In Web Browser Stats: Problems With Data Gaps I looked at my website statistics to evaluate how relative usage of Internet Explorer, Firefox, and Google Chrome has evolved over the past year and a half. For part of my analysis, I plotted SPC-type control charts of browser stats using a simple mean ± 3 SD approach to control limits. My colleague DaleW reminded me that my quick and dirty approach was not as good as a rigorous Shewhart Individuals control chart analysis. I should have known better; I even covered the individuals chart approach in Introducing Control Charts (Run Charts).

To review the approach, the raw data is plotted in two ways. The actual points are plotted in one chart, and the moving ranges (differences between points *i* and *i-1*) are plotted in another chart. A horizontal line is drawn on each chart at the mean of the data. Control limits are calculated using the moving range as a measure of variability instead of standard deviation. The upper control limit (UCL) of the moving range chart is calculated as 3.27 times the mean of the moving range, and this is plotted on the moving range chart. The upper and lower control limits (UCL and LCL) of the individual values is given my the mean of the individual values ± 2.66 times the mean of the moving range, and these are plotted on the individuals chart.

If there is a trend in the data, the moving range will be smaller than the standard deviation, because the basis for determining variability is difference from the previous point, rather than from the mean of all points.

## Individuals-Moving Range Analysis

This table shows the individual values and moving ranges for the three main browsers. The means and control limits are computed below the table of values, and values in the table are colored red if they lie outside the control limits. The values show browser usage each month by percent of visits to my site.

There is a lot of red (i.e., out of statistical control) in the IE and Chrome individual values, notably at the beginning and end, indicating a trend from start to finish. Firefox shows only one red point, and there’s no obvious trend. The only red value in the moving range data is a single point for IE.

The data is plotted in the following I-MR charts. The Y axis ranges are the same for all browsers for easy comparison. The trends for Internet Explorer and Chrome are rather obvious when the new control limits are plotted.

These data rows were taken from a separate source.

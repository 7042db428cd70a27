//! Forecast feature slice: seasonal model dispatch and feature-contract validation.
//!
//! Startup builds a [`SchemaRegistry`] and a [`ModelRegistry`] from configuration and
//! hands both to a [`PredictionDispatcher`]. Everything is read-only afterwards.

mod dispatcher;
mod error;
mod legacy;
mod model;
mod schema;
mod season;
mod validator;

#[cfg(feature = "server")]
pub mod http;

pub use crate::dispatcher::{
    LEGACY_PRECISION, PredictionDispatcher, PredictionResult, SEASONAL_PRECISION, round_to,
};
pub use crate::error::{
    ArtifactError, DispatchError, FeatureValidationError, ForecastError, LegacyFieldError,
    ScoreError, UnknownSeason,
};
pub use crate::legacy::{LEGACY_FIELDS, LegacyPredictor, LegacyRequest};
pub use crate::model::{ModelRegistry, Scorer, SharedScorer, XgbModel};
pub use crate::schema::{FeatureSchema, SchemaRegistry};
pub use crate::season::Season;
pub use crate::validator::{FeatureValidator, FeatureValue, ValidatedFeatures, validate_against};

use helios_kernel::domain::config::{ApiConfig, ServingVariant};
use helios_kernel::domain::registry::{FeatureSlice, InitializedSlice};
use std::any::Any;
use std::ops::Deref;
use std::sync::Arc;

/// Which prediction contract this process serves.
#[derive(Debug, Clone)]
pub enum ForecastEngine {
    Seasonal(PredictionDispatcher),
    Legacy(LegacyPredictor),
}

#[derive(Debug, Clone)]
pub struct ForecastInner {
    pub engine: ForecastEngine,
}

/// Forecast feature state.
#[derive(Debug, Clone)]
pub struct Forecast {
    inner: Arc<ForecastInner>,
}

impl Forecast {
    pub fn new(inner: ForecastInner) -> Self {
        Self { inner: Arc::new(inner) }
    }

    /// Seasonal slice over pre-built registries.
    pub fn seasonal(dispatcher: PredictionDispatcher) -> Self {
        Self::new(ForecastInner { engine: ForecastEngine::Seasonal(dispatcher) })
    }

    pub fn legacy(predictor: LegacyPredictor) -> Self {
        Self::new(ForecastInner { engine: ForecastEngine::Legacy(predictor) })
    }

    #[must_use]
    pub fn dispatcher(&self) -> Option<&PredictionDispatcher> {
        match &self.inner.engine {
            ForecastEngine::Seasonal(dispatcher) => Some(dispatcher),
            ForecastEngine::Legacy(_) => None,
        }
    }

    #[must_use]
    pub fn legacy_predictor(&self) -> Option<&LegacyPredictor> {
        match &self.inner.engine {
            ForecastEngine::Legacy(predictor) => Some(predictor),
            ForecastEngine::Seasonal(_) => None,
        }
    }
}

impl Deref for Forecast {
    type Target = ForecastInner;

    fn deref(&self) -> &Self::Target {
        &self.inner
    }
}

impl FeatureSlice for Forecast {
    fn as_any(&self) -> &dyn Any {
        self
    }
}

/// Builds the registries for the configured variant, loading every artifact.
///
/// # Errors
/// Any configuration or artifact problem; all of them are fatal at startup.
pub fn build(config: &ApiConfig) -> Result<Forecast, ForecastError> {
    let cfg = &config.forecast;

    let forecast = match cfg.variant {
        ServingVariant::Seasonal => {
            let schemas = SchemaRegistry::from_config(cfg)?;
            let models = ModelRegistry::from_config(cfg, &schemas)?;
            let dispatcher =
                PredictionDispatcher::new(Arc::new(schemas), Arc::new(models), cfg.target.as_str());
            Forecast::seasonal(dispatcher)
        },
        ServingVariant::Legacy => Forecast::legacy(LegacyPredictor::from_config(cfg)?),
    };

    Ok(forecast)
}

/// Initialize the forecast feature.
///
/// # Errors
/// See [`build`].
pub fn init(config: &ApiConfig) -> Result<InitializedSlice, ForecastError> {
    let forecast = build(config)?;
    tracing::info!(variant = ?config.forecast.variant, "Forecast slice initialized");
    Ok(InitializedSlice::new(forecast))
}
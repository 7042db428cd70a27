//! Common imports for slices built on top of the kernel.

pub use crate::domain::config::ApiConfig;
pub use crate::domain::registry::{FeatureSlice, InitializedSlice};

#[cfg(feature = "server")]
pub use crate::server::{ApiState, ApiStateError};
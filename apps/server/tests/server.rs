use axum::body::{Body, to_bytes};
use axum::http::{Request, StatusCode, header};
use helios::domain::config::{ApiConfig, SeasonConfig, SslConfig};
use helios::features::forecast::{SchemaRegistry, Season};
use helios_server::Server;
use std::path::Path;
use tower::ServiceExt;

/// Every weight 1, bias 0, base score 0: the prediction is the plain sum.
fn sum_artifact(num_feature: usize) -> String {
    let weights = vec!["1.0"; num_feature].join(", ");
    format!(
        r#"{{"learner": {{
            "gradient_booster": {{"name": "gblinear", "model": {{"weights": [{weights}, 0.0]}}}},
            "learner_model_param": {{"base_score": "0E0", "num_feature": "{num_feature}"}},
            "objective": {{"name": "reg:squarederror"}}
        }}}}"#
    )
}

fn config_with_artifacts(dir: &Path) -> ApiConfig {
    let schemas = SchemaRegistry::builtin();
    let mut cfg = ApiConfig::default();
    for season in [Season::Winter, Season::Spring, Season::Summer, Season::Fall] {
        let path = dir.join(format!("xgb_{season}.json"));
        std::fs::write(&path, sum_artifact(schemas.schema(season).unwrap().len())).unwrap();
        cfg.forecast.seasons.insert(season.key().to_owned(), SeasonConfig::new(path));
    }
    cfg
}

fn server() -> (tempfile::TempDir, Server) {
    let dir = tempfile::tempdir().unwrap();
    let cfg = config_with_artifacts(dir.path());
    let server = Server::builder().config(cfg).port(0).build().unwrap();
    (dir, server)
}

async fn get(server: Server, uri: &str) -> (StatusCode, String) {
    let response = server
        .into_router()
        .oneshot(Request::builder().uri(uri).body(Body::empty()).unwrap())
        .await
        .unwrap();
    let status = response.status();
    let body = to_bytes(response.into_body(), usize::MAX).await.unwrap();
    (status, String::from_utf8(body.to_vec()).unwrap())
}

#[test]
fn build_registers_forecast_slice() {
    let (_dir, server) = server();
    let names: Vec<_> = server.state().slice_names().collect();
    assert_eq!(names.len(), 1);
    assert!(names[0].ends_with("Forecast"));
    assert_eq!(server.state().config.server.port, 0);
}

#[test]
fn build_fails_without_artifacts() {
    let dir = tempfile::tempdir().unwrap();
    let mut cfg = ApiConfig::default();
    for season in ["winter", "spring", "summer", "fall"] {
        cfg.forecast
            .seasons
            .insert(season.to_owned(), SeasonConfig::new(dir.path().join("missing.json")));
    }

    let err = Server::builder().config(cfg).build().unwrap_err();
    assert!(err.to_string().contains("bootstrap"), "{err}");
}

#[test]
fn build_fails_on_missing_certificate() {
    let dir = tempfile::tempdir().unwrap();
    let mut cfg = config_with_artifacts(dir.path());
    cfg.server.ssl =
        Some(SslConfig { cert: dir.path().join("cert.pem"), key: dir.path().join("key.pem") });

    let err = Server::builder().config(cfg).build().unwrap_err();
    assert!(err.to_string().contains("SSL certificate not found"), "{err}");
}

#[tokio::test]
async fn entry_page_is_served() {
    let (_dir, server) = server();
    let (status, body) = get(server, "/").await;
    assert_eq!(status, StatusCode::OK);
    assert!(body.contains("<form"));
}

#[tokio::test]
async fn health_and_docs_are_mounted() {
    let (_dir, server) = server();
    let (status, _) = get(server, "/health").await;
    assert_eq!(status, StatusCode::OK);

    let (_dir, server) = self::server();
    let (status, body) = get(server, "/api").await;
    assert_eq!(status, StatusCode::OK);
    assert!(body.contains("/predict"), "OpenAPI document should list /predict");
}

#[tokio::test]
async fn predict_end_to_end() {
    let (_dir, server) = server();
    let body = std::iter::once("season=Summer".to_owned())
        .chain((1..=9).map(|i| format!("features={i}")))
        .collect::<Vec<_>>()
        .join("&");

    let response = server
        .into_router()
        .oneshot(
            Request::builder()
                .method("POST")
                .uri("/predict")
                .header(header::CONTENT_TYPE, "application/x-www-form-urlencoded")
                .body(Body::from(body))
                .unwrap(),
        )
        .await
        .unwrap();

    assert_eq!(response.status(), StatusCode::OK);
    let bytes = to_bytes(response.into_body(), usize::MAX).await.unwrap();
    let json: serde_json::Value = serde_json::from_slice(&bytes).unwrap();
    assert_eq!(
        json,
        serde_json::json!({"result": 45.0, "target": "control_ppc_active_power_1m", "season": "Summer"})
    );
}

#[test]
fn shipped_config_loads() {
    use helios::kernel::config::load_config;

    let path = Path::new(env!("CARGO_MANIFEST_DIR")).join("../../server.toml");
    let cfg: ApiConfig = load_config(Some(path)).unwrap();

    assert_eq!(cfg.server.port, 8000);
    assert_eq!(cfg.log.level, "info");
    assert_eq!(cfg.forecast.seasons.len(), 4);
}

For IE (above) the upper and lower control limits calculated using mean and standard deviation were 67.9% and 53.5%, much further apart than those in the I-MR chart; in fact, those limits fall outside the Y axis scale of the I-MR chart. For Chrome (below), the Mean-SD upper control limit is 10.4%, which also falls outside the corresponding I-MR chart. Both calculations for Chrome’s LCL are below zero; since this makes no physical sense, zero is used.

The Firefox control limits based on mean and SD are further apart than the I-MR limits, by one percentage point (32.4% and 27.0%), but would still be visible in this chart.

## I-MR Analysis for Sparse Data

The conclusion from my earlier post was that three points over 18 months is insufficient data to judge whether there was a trend in the browser usage percentages. This conclusion holds when the more rigorous I-MR evaluation is carried out. If we perform the above analysis on four points, one point every six months, the I-MR calculations and charts show the processes are in control, and cannot be attributed to changing patterns of usage.

The moving range values are much larger than for monthly data points, since six months of changes are lumped into one point. As a result, the control limits are pushed far enough away from the means that there are no out-of-control points.

The data is plotted in the following I-MR charts. The Y axis ranges are the same for all browsers for easy comparison. Although we “see” trends for Internet Explorer and Chrome, since there are no points outside the control limits and not enough points to invoke the special Western Electric rules, we cannot conclude there is any variation not attributable to random fluctuations.